Last night I had a meeting with my study counselor. This is a regular “subject” in our class schedule. At the end of the year we have these individual meetings with the teacher/counselor to do an oral review on the past year. This time we had another individual counseling meeting to reflect on the past 4 years of our IT-studies. Last night was my turn.
So the thing is basically you talk about your study stages, your job and your personal life. When the question came, what have been the low points in your life the past 4 years, I answered that there is not one specification situation that I can mark as a low point in my life.
That was a lie.
There are a few things I wish I could change or that I wish never happened in the past 4 years.
I looked at my watch. And saw that there was simply not enough time let to explain all my stories. No way… less than 25 minutes was is not enough to explain the low points of the last 4 years of my life. How am I able to tell you the story of how…

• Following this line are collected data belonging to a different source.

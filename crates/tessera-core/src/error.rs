use thiserror::Error;

/// The two failure classes callers can observe.
///
/// Structural problems with caller input are [`ErrorKind::InvalidArgument`];
/// conditions detected while computing (singular pivots, non-square input to
/// a square-only routine, failed positive-definiteness) are
/// [`ErrorKind::Runtime`].
#[derive(Debug, Clone, Copy, PartialEq, Eq, Hash)]
pub enum ErrorKind {
    InvalidArgument,
    Runtime,
}

/// All errors returned by `tessera-core`.
#[derive(Debug, Clone, PartialEq, Error)]
pub enum CoreError {
    /// A shape specification is invalid (zero dimension, ragged rows, ...).
    #[error("invalid shape {shape:?}: {reason}")]
    InvalidShape {
        shape: Vec<usize>,
        reason: &'static str,
    },

    /// A literal element is not a number.
    #[error("invalid element at ({row}, {column}): value is not a number")]
    InvalidElement { row: usize, column: usize },

    /// Operand shapes do not match the required layout.
    #[error("dimension mismatch: expected {expected:?}, got {got:?}")]
    DimensionMismatch {
        expected: Vec<usize>,
        got: Vec<usize>,
    },

    /// The right-hand operand cannot be broadcast onto the left-hand matrix.
    #[error("cannot broadcast shape {rhs:?} onto {lhs:?}")]
    BroadcastError { lhs: Vec<usize>, rhs: Vec<usize> },

    /// A row, column, or range index is out of bounds.
    #[error("index {index:?} out of bounds for shape {shape:?}")]
    IndexOutOfBounds {
        index: Vec<usize>,
        shape: Vec<usize>,
    },

    /// The operation is not supported for the given input.
    #[error("invalid argument: {reason}")]
    InvalidArgument { reason: &'static str },

    /// A square-only operation received a rectangular matrix.
    #[error("{operation} requires a square matrix, got {m} x {n}")]
    NotSquare {
        operation: &'static str,
        m: usize,
        n: usize,
    },

    /// Matrix is singular and cannot be inverted / decomposed.
    #[error("singular matrix")]
    SingularMatrix,

    /// Cholesky met a non-positive radicand on the diagonal.
    #[error("matrix is not positive definite (non-positive radicand at row {row})")]
    NotPositiveDefinite { row: usize },
}

impl CoreError {
    /// Collapse the error onto its externally observable class.
    pub fn kind(&self) -> ErrorKind {
        match self {
            Self::InvalidShape { .. }
            | Self::InvalidElement { .. }
            | Self::DimensionMismatch { .. }
            | Self::BroadcastError { .. }
            | Self::IndexOutOfBounds { .. }
            | Self::InvalidArgument { .. } => ErrorKind::InvalidArgument,
            Self::NotSquare { .. } | Self::SingularMatrix | Self::NotPositiveDefinite { .. } => {
                ErrorKind::Runtime
            }
        }
    }

    pub(crate) fn not_square(operation: &'static str, m: usize, n: usize) -> Self {
        Self::NotSquare { operation, m, n }
    }
}

/// Convenience alias used throughout `tessera-core`.
pub type Result<T> = std::result::Result<T, CoreError>;

#[cfg(test)]
mod tests {
    use super::*;

    #[test]
    fn test_kind_classification() {
        let shape = CoreError::InvalidShape {
            shape: vec![0, 3],
            reason: "zero dimension",
        };
        assert_eq!(shape.kind(), ErrorKind::InvalidArgument);
        assert_eq!(
            CoreError::BroadcastError {
                lhs: vec![3, 3],
                rhs: vec![1, 2],
            }
            .kind(),
            ErrorKind::InvalidArgument
        );
        assert_eq!(CoreError::SingularMatrix.kind(), ErrorKind::Runtime);
        assert_eq!(CoreError::not_square("det", 2, 3).kind(), ErrorKind::Runtime);
        assert_eq!(
            CoreError::NotPositiveDefinite { row: 1 }.kind(),
            ErrorKind::Runtime
        );
    }

    #[test]
    fn test_display() {
        let e = CoreError::not_square("LU decomposition", 2, 3);
        assert_eq!(
            e.to_string(),
            "LU decomposition requires a square matrix, got 2 x 3"
        );
        let e = CoreError::InvalidElement { row: 0, column: 2 };
        assert_eq!(
            e.to_string(),
            "invalid element at (0, 2): value is not a number"
        );
    }
}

4 years ago I was madly in love with someone from my high school, whom I met via a classmate of mine, who totally friend-zoned me and shortly after that I fell in love with a math teacher of mine, who totally used me and when I was over it, I was in love for 2 years with the ex of my best friend – they were over it and just friends now; don’t judge – which went nowhere even though it was probably the best and worst moments of my life, especially when we didn’t speak for 6 weeks, but we are now even better friends than before… and when I got over that I fell in love with a sort of clone, but just a younger, but less financially stable version of the crush before, whom I had created this major weakness for and whom occupied my daily thoughts for months, but I was cold-heartedly pushed away without a single sign of remorse and now 2 months later am slowly struggling to crawl back up from that fall, but I am not nearly where I should be.
Sorry teacher… just read my blog. Or wait for the novel to be written and published!